Pursuant to the terms of a long-term shipping contract, which has an initial term of 10 years, Bahri will become the exclusive provider of VLCC crude oil shipping services to Saudi Aramco for crude oil sold by Saudi Aramco on a delivered basis. Bahri intends to satisfy Saudi Aramco’s annual VLCC transportation requirements relating to crude oil sold on a delivered basis which Bahri currently estimates to be around 50 VLCCs. This will require employing, following completion of the Transaction, 31 VLCCs owned by Bahri and 19 VLCCs chartered-in. Saudi Aramco will continue to manage all crude oil marketing and sales directly with its customers, and Bahri will provide reliable transportation services to Saudi Aramco on competitive terms. Furthermore, the two companies plan to explore ways to expand their cooperation in the maritime sector.
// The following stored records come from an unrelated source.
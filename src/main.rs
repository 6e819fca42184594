use clap::{Parser, Subcommand};
use env_logger::Env;
use smooth::commands::*;
use smooth::core::{
    command_init::{CommandContext, CommandInit},
    error::{Result, SmoothError},
    output::Printer,
};
use std::path::PathBuf;
use std::process;

#[derive(Parser)]
#[command(name = "smooth")]
#[command(about = "Save, restore and experiment without learning git")]
#[command(version)]
struct Cli {
    /// Enable debug logging
    #[arg(long, global = true)]
    debug: bool,

    /// Directory holding config.json (defaults to the per-user config directory)
    #[arg(long, global = true, env = "SMOOTH_CONFIG_DIR", value_name = "DIR")]
    config_dir: Option<PathBuf>,

    #[command(subcommand)]
    command: Option<Commands>,
}

#[derive(Subcommand)]
enum Commands {
    /// Show what changed since the last save
    Status,
    /// Save your changes, reviewing each file unless flags are given
    Save(SaveArgs),
    /// Show changes for files by index (e.g. "1 3-5,8"), or a summary
    Diff {
        /// File indices to diff
        indices: Vec<String>,
    },
    /// List recent saves
    Log {
        /// How many saves to show
        #[arg(short = 'n', long, default_value_t = DEFAULT_LOG_LIMIT)]
        limit: usize,
    },
    /// Go back to an earlier save (a backup of the current state is kept)
    Restore(RestoreArgs),
    /// List, restore or delete backups made by restore
    Backups(BackupsArgs),
    /// Try something out on the side
    Experiment {
        #[command(subcommand)]
        command: Option<ExperimentCommand>,
    },
    /// Stop tracking files matching a pattern
    Ignore {
        /// Pattern to add to .gitignore, e.g. "*.log"
        pattern: String,
    },
    /// Upload your saves to the remote
    Sync {
        /// Remote URL to use when none is set up yet
        #[arg(long, value_name = "URL")]
        remote: Option<String>,
    },
    /// Show or change settings
    Config {
        #[command(subcommand)]
        command: Option<ConfigCommand>,
    },
}

fn main() {
    let cli = Cli::parse();

    let level = if cli.debug { "debug" } else { "warn" };
    env_logger::Builder::from_env(Env::default().default_filter_or(level)).init();

    let mut ctx = match CommandInit::initialize(cli.config_dir.as_deref()) {
        Ok(ctx) => ctx,
        Err(SmoothError::NotInGitRepo) => {
            let printer = Printer::default();
            printer.error("Not in a git repository");
            printer.hint("Run `git init` here to start tracking this folder");
            process::exit(1);
        }
        Err(e) => {
            Printer::default().error(&e.to_string());
            process::exit(1);
        }
    };

    if let Err(e) = run(&mut ctx, cli.command) {
        log::debug!("Command failed: {e:?}");
        ctx.printer.error(&e.to_string());
        process::exit(1);
    }
}

fn run(ctx: &mut CommandContext, command: Option<Commands>) -> Result<()> {
    let Some(command) = command else {
        return execute_menu(ctx);
    };

    match command {
        Commands::Status => execute_status(ctx),
        Commands::Save(args) => execute_save(ctx, args),
        Commands::Diff { indices } => execute_diff(ctx, indices),
        Commands::Log { limit } => execute_log(ctx, limit),
        Commands::Restore(args) => execute_restore(ctx, args),
        Commands::Backups(args) => execute_backups(ctx, args),
        Commands::Experiment { command } => execute_experiment(ctx, command),
        Commands::Ignore { pattern } => execute_ignore(ctx, &pattern),
        Commands::Sync { remote } => execute_sync(ctx, remote.as_deref()),
        Commands::Config { command } => execute_config(ctx, command),
    }
}
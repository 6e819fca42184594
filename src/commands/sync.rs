use crate::core::{
    command_init::CommandContext,
    error::Result,
    runner::GitRunner,
};

/// Push the current branch, asking for a remote URL when none is set up
pub fn execute_sync<R: GitRunner>(ctx: &CommandContext<R>, remote: Option<&str>) -> Result<()> {
    match ctx.app.sync(remote) {
        Ok(()) => {}
        Err(e) if e.is_no_remote() => {
            ctx.printer.error(&e.to_string());
            let url = match ctx.printer.prompt("Remote URL (leave empty to cancel):")? {
                Some(url) if !url.is_empty() => url,
                _ => {
                    ctx.printer.info("Sync cancelled.");
                    return Ok(());
                }
            };
            ctx.app.sync(Some(&url))?;
        }
        Err(e) => return Err(e),
    }

    let target = ctx.app.repo().remote_url().unwrap_or_default();
    ctx.printer.success(&format!("Synced to {target}"));
    println!();
    Ok(())
}
use crate::commands::restore::confirm_discard;
use crate::core::{
    command_init::CommandContext,
    error::Result,
    index_parser::IndexParser,
    runner::GitRunner,
    state::BackupInfo,
};
use clap::Args;

#[derive(Args, Debug, Default)]
pub struct BackupsArgs {
    /// Backup to restore (or delete with --delete)
    pub index: Option<String>,

    /// Delete the chosen backup instead of restoring it
    #[arg(long, requires = "index")]
    pub delete: bool,

    /// Don't ask for confirmation
    #[arg(short, long)]
    pub yes: bool,
}

pub fn execute_backups<R: GitRunner>(ctx: &CommandContext<R>, args: BackupsArgs) -> Result<()> {
    let backups = ctx.app.backups()?;

    let Some(index) = args.index else {
        if backups.is_empty() {
            ctx.printer
                .info("No backups yet. One is made every time you restore.");
            return Ok(());
        }
        ctx.printer.section_header("Backups");
        print_backups(ctx, &backups);
        ctx.printer
            .hint("\nRun `smooth backups <index>` to restore one, or add --delete to remove it");
        return Ok(());
    };

    let chosen = IndexParser::parse_one(&index, backups.len())?;
    let backup = &backups[chosen - 1];

    if args.delete {
        if !args.yes && !ctx.printer.confirm(&format!("Delete backup from {}?", backup.display_time()))? {
            ctx.printer.info("Nothing deleted.");
            return Ok(());
        }
        ctx.app.delete_backup(&backup.name)?;
        ctx.printer
            .success(&format!("Deleted backup {}", backup.name));
        println!();
        return Ok(());
    }

    let question = format!("Restore the backup from {}?", backup.display_time());
    if !confirm_discard(ctx, &question, args.yes)? {
        ctx.printer.info("Restore cancelled.");
        return Ok(());
    }

    ctx.app.restore_backup(&backup.name)?;
    ctx.printer
        .success(&format!("Restored backup from {}", backup.display_time()));
    println!();
    Ok(())
}

pub fn print_backups<R: GitRunner>(ctx: &CommandContext<R>, backups: &[BackupInfo]) {
    let theme = ctx.printer.theme();
    for (i, backup) in backups.iter().enumerate() {
        let label = format!(
            "{} {} {}",
            theme.accent(&backup.display_time()),
            theme.muted(&backup.short_hash),
            backup.message
        );
        ctx.printer.numbered(i + 1, &label);
    }
}
//! smooth - a friendlier front-end for everyday git.
//!
//! Users save, restore, try experiments and sync without learning git's
//! vocabulary. Every operation shells out to the `git` executable; smooth
//! keeps no state of its own besides a small JSON config.
//!
//! # Public API
//! The main public interface is re-exported from the [`core`] module:
//! - [`Smooth`]: every user-level operation with its preconditions
//! - [`GitRepo`] and [`GitRunner`]: repository access over the git executable
//! - [`SaveSession`]: the per-file review state machine
//! - [`Config`]: persisted preferences

pub mod commands;
pub mod core;

pub use core::{
    ArgsParser, BackupInfo, BranchInfo, ChangeKind, CommitInfo, Config, ConfigPatch, DiffSummary,
    FileAction, FileChange, GitRepo, GitRunner, IndexParser, Printer, RepoStatus, Result,
    SaveReport, SaveSession, Smooth, SmoothError, SystemGit, Theme,
};
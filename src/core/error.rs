//! Domain-specific error types and error handling utilities.
//!
//! This module defines [`SmoothError`] which covers every failure mode the
//! application can surface to the user. It uses `thiserror` for ergonomic
//! definitions and offers constructor helpers for the common cases.
//!
//! # Public API
//! - [`SmoothError`]: Main error enum covering all failure modes
//! - [`Result<T>`]: Type alias for `std::result::Result<T, SmoothError>`
//!
//! # Error Categories
//! - **Repository**: not a repository, no remote, git command failures
//! - **Preconditions**: uncommitted changes, not on an experiment, nothing to save
//! - **Index parsing**: invalid format, out of bounds, validation errors
//! - **Configuration**: unknown keys, bad values, unwritable config directory

use std::path::PathBuf;
use thiserror::Error;

/// Domain-specific error types for smooth
#[derive(Error, Debug)]
pub enum SmoothError {
    // Repository errors
    #[error("Not a git repository")]
    NotInGitRepo,

    #[error(
        "No remote configured. To set one up:\n\n\
         1. Create a repository on your git host\n\
         2. Run: smooth sync --remote https://github.com/USERNAME/REPO.git\n\
         3. Try syncing again"
    )]
    NoRemoteConfigured,

    #[error("git {command} failed: {output}")]
    GitCommand { command: String, output: String },

    // Precondition errors
    #[error("You have unsaved changes. Save or revert them before you {action}.")]
    UncommittedChanges { action: String },

    #[error("'{branch}' is not an experiment")]
    NotOnExperiment { branch: String },

    #[error("No experiment matches '{target}'")]
    ExperimentNotFound { target: String },

    #[error("Experiments are turned off. Enable them with: smooth config set experiments true")]
    ExperimentsDisabled,

    #[error("Invalid experiment name: '{name}'")]
    InvalidExperimentName { name: String },

    #[error("Nothing to do: every file is marked as skip")]
    NothingToSave,

    #[error("A message is required when saving files")]
    CommitMessageRequired,

    #[error("File is not in the list of changes: {path}")]
    UnknownFile { path: String },

    #[error("File [{index}] was given more than one action")]
    ConflictingActions { index: usize },

    #[error("The ignore pattern cannot be empty")]
    EmptyPattern,

    #[error("Backup not found: {name}")]
    BackupNotFound { name: String },

    // Index parsing errors
    #[error("No indices provided. Usage: <command> <indices>\nExample: smooth diff 2")]
    NoIndicesProvided,

    #[error("Invalid index format: {input}. Use format like: 1, 1-3, or 1,3,5")]
    InvalidIndexFormat { input: String },

    #[error("No valid indices provided. Use format like: 1, 1-3, or 1,3,5")]
    NoValidIndices,

    #[error("Invalid range format: '{range}'. Use format like '3-6'")]
    InvalidRangeFormat { range: String },

    #[error("Invalid number in range: '{number}'")]
    InvalidRangeNumber { number: String },

    #[error("Invalid range: start ({start}) must be <= end ({end})")]
    InvalidRangeOrder { start: usize, end: usize },

    #[error("Range {start}-{end} is too large (at most {max} entries)")]
    RangeTooLarge { start: usize, end: usize, max: usize },

    #[error("Invalid number: '{number}'")]
    InvalidNumber { number: String },

    #[error("Index must be positive (got 0)")]
    ZeroIndex,

    #[error("Index {index} is out of range (1-{max} available)")]
    IndexOutOfRange { index: usize, max: usize },

    #[error("Nothing available to select")]
    NothingToSelect,

    // Configuration errors
    #[error("Could not find a configuration directory")]
    ConfigDirectoryNotFound,

    #[error("Failed to read config file '{path}': {source}")]
    ConfigReadFailed {
        path: PathBuf,
        source: std::io::Error,
    },

    #[error("Failed to parse config file '{path}': {source}")]
    ConfigParseFailed {
        path: PathBuf,
        source: serde_json::Error,
    },

    #[error("Failed to write config file '{path}': {source}")]
    ConfigWriteFailed {
        path: PathBuf,
        source: std::io::Error,
    },

    #[error("Unknown setting '{key}'. Known settings: auto-sync, max-backups, experiments, theme")]
    InvalidConfigKey { key: String },

    #[error("Invalid value '{value}' for {key}: {reason}")]
    InvalidConfigValue {
        key: String,
        value: String,
        reason: String,
    },

    #[error("IO error: {0}")]
    Io(#[from] std::io::Error),

    #[error("JSON serialization error: {0}")]
    Json(#[from] serde_json::Error),
}

/// Convenience type alias for Results using SmoothError
pub type Result<T> = std::result::Result<T, SmoothError>;

impl SmoothError {
    /// Create a git command failure from the arguments and captured output
    pub fn git_command(args: &[&str], output: impl Into<String>) -> Self {
        Self::GitCommand {
            command: args.join(" "),
            output: output.into(),
        }
    }

    /// Create an uncommitted changes error for the attempted action
    pub fn uncommitted_changes(action: impl Into<String>) -> Self {
        Self::UncommittedChanges {
            action: action.into(),
        }
    }

    pub fn not_on_experiment(branch: impl Into<String>) -> Self {
        Self::NotOnExperiment {
            branch: branch.into(),
        }
    }

    pub fn experiment_not_found(target: impl Into<String>) -> Self {
        Self::ExperimentNotFound {
            target: target.into(),
        }
    }

    pub fn invalid_experiment_name(name: impl Into<String>) -> Self {
        Self::InvalidExperimentName { name: name.into() }
    }

    pub fn unknown_file(path: impl Into<String>) -> Self {
        Self::UnknownFile { path: path.into() }
    }

    pub fn backup_not_found(name: impl Into<String>) -> Self {
        Self::BackupNotFound { name: name.into() }
    }

    /// Create an index out of range error
    pub fn index_out_of_range(index: usize, max: usize) -> Self {
        Self::IndexOutOfRange { index, max }
    }

    /// Create an invalid index format error
    pub fn invalid_index_format(input: impl Into<String>) -> Self {
        Self::InvalidIndexFormat {
            input: input.into(),
        }
    }

    /// Create an invalid range format error
    pub fn invalid_range_format(range: impl Into<String>) -> Self {
        Self::InvalidRangeFormat {
            range: range.into(),
        }
    }

    /// Create an invalid range number error
    pub fn invalid_range_number(number: impl Into<String>) -> Self {
        Self::InvalidRangeNumber {
            number: number.into(),
        }
    }

    /// Create an invalid range order error
    pub fn invalid_range_order(start: usize, end: usize) -> Self {
        Self::InvalidRangeOrder { start, end }
    }

    pub fn range_too_large(start: usize, end: usize, max: usize) -> Self {
        Self::RangeTooLarge { start, end, max }
    }

    /// Create an invalid number error
    pub fn invalid_number(number: impl Into<String>) -> Self {
        Self::InvalidNumber {
            number: number.into(),
        }
    }

    pub fn config_read_failed(path: impl Into<PathBuf>, source: std::io::Error) -> Self {
        Self::ConfigReadFailed {
            path: path.into(),
            source,
        }
    }

    pub fn config_parse_failed(path: impl Into<PathBuf>, source: serde_json::Error) -> Self {
        Self::ConfigParseFailed {
            path: path.into(),
            source,
        }
    }

    pub fn config_write_failed(path: impl Into<PathBuf>, source: std::io::Error) -> Self {
        Self::ConfigWriteFailed {
            path: path.into(),
            source,
        }
    }

    pub fn invalid_config_key(key: impl Into<String>) -> Self {
        Self::InvalidConfigKey { key: key.into() }
    }

    pub fn invalid_config_value(
        key: impl Into<String>,
        value: impl Into<String>,
        reason: impl Into<String>,
    ) -> Self {
        Self::InvalidConfigValue {
            key: key.into(),
            value: value.into(),
            reason: reason.into(),
        }
    }

    /// True when the failure means no remote is set up, so the caller can ask for one
    pub fn is_no_remote(&self) -> bool {
        matches!(self, Self::NoRemoteConfigured)
    }
}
This long-term shipping contract is based on negotiated terms that include a floor to protect Bahri against declining shipping rates and provision for Saudi Aramco to be reimbursed for floor protection payments if shipping rates exceed a Continue(certain threshold)
Bahri and Vela have also agreed to discuss the terms of an interim arrangement to employ Bahri’s existing fleet of VLCCs within Saudi Aramco’s existing crude oil VLCC transportation program. The interim arrangement is expected to take effect from January 1, 2013 until the long-term shipping contract becomes effective pursuant to the terms of the Transaction Agreements.
Bahri will pay a total consideration of SAR 4,875,000,000 (equivalent to US$ 1,300,000,000). This will be satisfied by Bahri (i) making a cash payment of SAR 3,122,812,500 (equivalent to US$832,750,000) (the “Cash Consideration”) and (ii) issuing 78,750,000 new Bahri shares at an agreed price of SAR22.25 per share. Based on a post-transaction equity capitalization of 393,750,000 shares, the new Bahri shares held by a wholly owned Saudi Aramco subsidiary will represent a 20% shareholding interest in Bahri and will be appropriately represented in Bahris board. Bahri will raise the Cash Consideration through Sharia compliant debt financing from a number of sources and subsequent announcement will follow after signing the agreements with the financing entities.
The Transaction represents a transformational step for Bahri that provides it with a stronger financial and commercial position, and significantly expands Bahri’s business and enhances its position as a global marine transport leader.
The Transaction enables Bahri to become a national shipping champion that can achieve Bahri and Saudi Aramco’s aspirations to localize and develop a large and diversified national maritime industry, and will put Bahri in a position to support the Kingdoms growing petroleum, chemical and manufacturing industries and provide greater security in marine transportation.